Zu historischen Taten ist die CSU schon lange nicht mehr fähig. In der mittleren Führungsriege sind kaum noch Unterschiede zu CDU-Politikern auszumachen. Die seinerzeit von Franz Josef Strauß angedachte Taktik „Getrennt marschieren – vereint schlagen“ wäre heute sinn- und erfolglos, weil die größten Unterschiede zwischen den Schwesterparteien in der den „Nordlichtern“ fremden bayerischen Folklore bestehen. Die Unionsschwestern sind siamesisch geworden. 

Seehofer hat Ende November einen Wahlparteitag vor sich und will – letztmalig kandidierend – ein anständiges Ergebnis. So schloß er mit Merkel Frieden: „Wir sind zu einer klaren Vereinbarung gekommen, schriftlich niedergelegt, daß die Flüchtlingszahlen zu reduzieren sind.“ Er sei „im Moment zufrieden“. CDU und CSU vereinbarten außerdem die schnelle Einrichtung von Transitzonen und die Aufnahme von Verhandlungen mit der Türkei mit dem Ziel der Reduzierung des Flüchtlingsstroms über die Ägäis. Außerdem sollen in Afghanistan, wo gerade die ganz große Reisewelle nach Deutschland beginnt, sichere Schutzzonen für Flüchtlinge eingerichtet werden. Seehofer tat so, als wenn hier Regierungsziele formuliert worden wären. Merkel auch. Doch Gabriel und die SPD sind nicht mit von der Partie. Es sei ein Trauerspiel, daß die Große Koalition trotz der Flüchtlingskrise „zerstritten und handlungsunfähig“ sei, erklärte die Vorsitzende der Linksfraktion, Sahra Wagenknecht.
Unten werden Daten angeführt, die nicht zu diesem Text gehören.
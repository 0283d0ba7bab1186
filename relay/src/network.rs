//! Socket setup and the listener tasks
//!
//! The relay owns two public UDP sockets: the host registration port and
//! the client ingress port. Each gets one task that loops over `recv_from`.
//! An optional third socket answers diagnostics queries.

use crate::cleanup::run_cleanup_loop;
use crate::config::RelayConfig;
use crate::diagnostics::run_diagnostics_listener;
use crate::error::RelayError;
use crate::state::RelayState;
use log::{debug, error, info, warn};
use shared::MAX_DATAGRAM_SIZE;
use std::net::SocketAddr;
use std::sync::Arc;
use std::time::Duration;
use tokio::net::UdpSocket;
use tokio::task::JoinSet;

/// A bound but not yet running relay.
pub struct RelayServer {
    state: Arc<RelayState>,
    host_socket: UdpSocket,
    diagnostics_socket: Option<UdpSocket>,
}

async fn bind_socket(what: &'static str, addr: SocketAddr) -> Result<UdpSocket, RelayError> {
    UdpSocket::bind(addr)
        .await
        .map_err(|source| RelayError::Bind { what, addr, source })
}

impl RelayServer {
    /// Binds every listener. Failure to bind any of them is fatal.
    pub async fn bind(config: RelayConfig) -> Result<Self, RelayError> {
        config.validate()?;

        let client_socket = bind_socket("client", config.client_addr()).await?;
        let host_socket = bind_socket("host registration", config.host_addr()).await?;
        let diagnostics_socket = match config.diagnostics_addr {
            Some(addr) => Some(bind_socket("diagnostics", addr).await?),
            None => None,
        };

        info!(
            "Relay listening for clients on {} and hosts on {} ({} profile)",
            client_socket.local_addr()?,
            host_socket.local_addr()?,
            config.auth_profile
        );
        if let Some(socket) = &diagnostics_socket {
            info!("Diagnostics available on {}", socket.local_addr()?);
        }
        if config.use_token_auth {
            info!("Client token authorization enabled");
        }

        Ok(Self {
            state: Arc::new(RelayState::new(config, Arc::new(client_socket))),
            host_socket,
            diagnostics_socket,
        })
    }

    pub fn client_addr(&self) -> Result<SocketAddr, RelayError> {
        Ok(self.state.client_socket.local_addr()?)
    }

    pub fn host_addr(&self) -> Result<SocketAddr, RelayError> {
        Ok(self.host_socket.local_addr()?)
    }

    pub fn diagnostics_addr(&self) -> Option<SocketAddr> {
        self.diagnostics_socket
            .as_ref()
            .and_then(|socket| socket.local_addr().ok())
    }

    pub fn state(&self) -> Arc<RelayState> {
        Arc::clone(&self.state)
    }

    /// Starts the listener and cleanup tasks.
    pub fn spawn(self) -> RelayHandle {
        let mut tasks = JoinSet::new();

        let state = Arc::clone(&self.state);
        tasks.spawn(async move {
            run_client_listener(state).await;
            "client listener"
        });

        let state = Arc::clone(&self.state);
        let host_socket = self.host_socket;
        tasks.spawn(async move {
            run_host_listener(state, host_socket).await;
            "host listener"
        });

        let state = Arc::clone(&self.state);
        tasks.spawn(async move {
            run_cleanup_loop(state).await;
            "cleanup"
        });

        if let Some(socket) = self.diagnostics_socket {
            let state = Arc::clone(&self.state);
            tasks.spawn(async move {
                run_diagnostics_listener(state, socket).await;
                "diagnostics"
            });
        }

        info!("Relay started");
        RelayHandle {
            state: self.state,
            tasks,
        }
    }
}

/// Running relay. Dropping it stops every listener task.
pub struct RelayHandle {
    state: Arc<RelayState>,
    tasks: JoinSet<&'static str>,
}

impl RelayHandle {
    pub fn state(&self) -> &Arc<RelayState> {
        &self.state
    }

    /// Waits until any relay task ends, which only happens on failure.
    pub async fn join(&mut self) -> Result<(), RelayError> {
        match self.tasks.join_next().await {
            Some(Ok(name)) => {
                error!("Relay {} task exited", name);
                Err(RelayError::Task(format!("{name} exited")))
            }
            Some(Err(e)) => Err(RelayError::Task(e.to_string())),
            None => Ok(()),
        }
    }

    pub fn shutdown(&mut self) {
        self.tasks.abort_all();
    }
}

async fn run_client_listener(state: Arc<RelayState>) {
    let socket = Arc::clone(&state.client_socket);
    let mut buffer = vec![0u8; MAX_DATAGRAM_SIZE];

    loop {
        match socket.recv_from(&mut buffer).await {
            Ok((len, addr)) => {
                if let Err(rejection) = state.handle_client_packet(&buffer[..len], addr).await {
                    debug!("Dropped {} bytes from client {}: {}", len, addr, rejection);
                }
            }
            Err(e) => {
                // ICMP errors from earlier replies surface here on some
                // platforms; they say nothing about the next datagram.
                warn!("Error receiving client packet: {}", e);
                tokio::time::sleep(Duration::from_millis(10)).await;
            }
        }
    }
}

async fn run_host_listener(state: Arc<RelayState>, socket: UdpSocket) {
    let mut buffer = vec![0u8; MAX_DATAGRAM_SIZE];

    loop {
        match socket.recv_from(&mut buffer).await {
            Ok((len, addr)) => match state.handle_host_datagram(&buffer[..len], addr).await {
                Ok(outcome) => debug!("Host {} {:?}", addr, outcome),
                Err(rejection) => debug!("Dropped host datagram from {}: {}", addr, rejection),
            },
            Err(e) => {
                error!("Error receiving host packet: {}", e);
                tokio::time::sleep(Duration::from_millis(10)).await;
            }
        }
    }
}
Selbst Wolfgang Bosbach rief zur Einigkeit auf

Blind für die Realität in Deutschland macht die Berliner Politik weiter, als gebe es weder Probleme mit den Masseneinreisen nach Deutschland, weder die nach wie vor schwelende Griechenland-Krise, noch den faktischen Zerfall der EU. Sang- und klanglos wird auch das Ziel der neuverschuldungsfreien Staatshaushalte kassiert. Geld für ständig neue Kredite druckt die Europäische Zentralbank und gibt es den Regierungen für deren Schuldenpartys kostenlos. 
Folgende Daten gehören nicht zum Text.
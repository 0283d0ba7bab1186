pub mod crypto;
pub mod diagnostics;
pub mod protocol;

pub use crypto::{CryptoError, EnvelopeKeys};
pub use diagnostics::{
    DiagnosticsRequest, DiagnosticsResponse, HostInfo, RelayStats, SessionInfo,
};
pub use protocol::{
    auth_datagram, classify_client_datagram, AuthProfile, ClientDatagram, HostAuthenticator,
    HostCommand, ProtocolError, Registration,
};

use std::time::{Duration, SystemTime, UNIX_EPOCH};

/// Largest UDP payload the relay will read in one receive.
pub const MAX_DATAGRAM_SIZE: usize = 65_535;

pub const DEFAULT_CLIENT_PORT: u16 = 7778;
pub const DEFAULT_HOST_REGISTER_PORT: u16 = 9001;
pub const DEFAULT_GAME_PORT: u16 = 9000;

/// Current Unix time in whole seconds, as carried in registration messages.
pub fn unix_timestamp() -> i64 {
    SystemTime::now()
        .duration_since(UNIX_EPOCH)
        .unwrap_or(Duration::from_secs(0))
        .as_secs() as i64
}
Doch der Versuch des Aufstands gegen die Kanzlerin bleibt bisher im Keim stecken. Merkel kann sich weiter auf den größten CDU-Landesverband Nordrhein-Westfalen verlassen, wo ihr Vertrauter, Bundestagsvizepräsident Peter Hintze, sehr großen Einfluß hat. Armin Laschet, der Landesvorsitzende der CDU Nordrhein-Westfalen, die auf Bundesparteitagen ein Drittel der Delegierten stellt, singt unermüdlich Loblieder auf Merkel: „In Europa verhandelt die Bundeskanzlerin mit Nachdruck für gemeinsame Lösungen.“ Potentielle Merkel-Rivalen wie Finanzminister Wolfgang Schäuble und Bundestagspräsident Norbert Lammert gingen beziehungsweise bleiben in der Deckung. Was in Berlin zählt, ist die Macht. Und da scheint Merkel intensiv an ihrer Bewahrung gearbeitet zu haben. Auf die Einigung von CDU und CSU folgte unmittelbar ein Kotau der Rest-Konservativen der CDU, die im Parlamentskreis Mittelstand ihr Schutzgebiet haben und angeblich ein eigenes Papier vorlegen wollten: „Die Vorlage eines weiteren Diskussionspapiers oder eines Antrags ist deshalb nicht mehr nötig“, ließ der Mittelstands-Vorsitzende Christian von Stetten (CDU) verlauten. Und der klare Analysen nicht scheuende mutige Einzelkämpfer Wolfgang Bosbach rief die Union zur Einigkeit auf. 

Aber ein Problem hat Merkel: Die Realität in Deutschland hat mit ihrer Welt nichts mehr zu tun.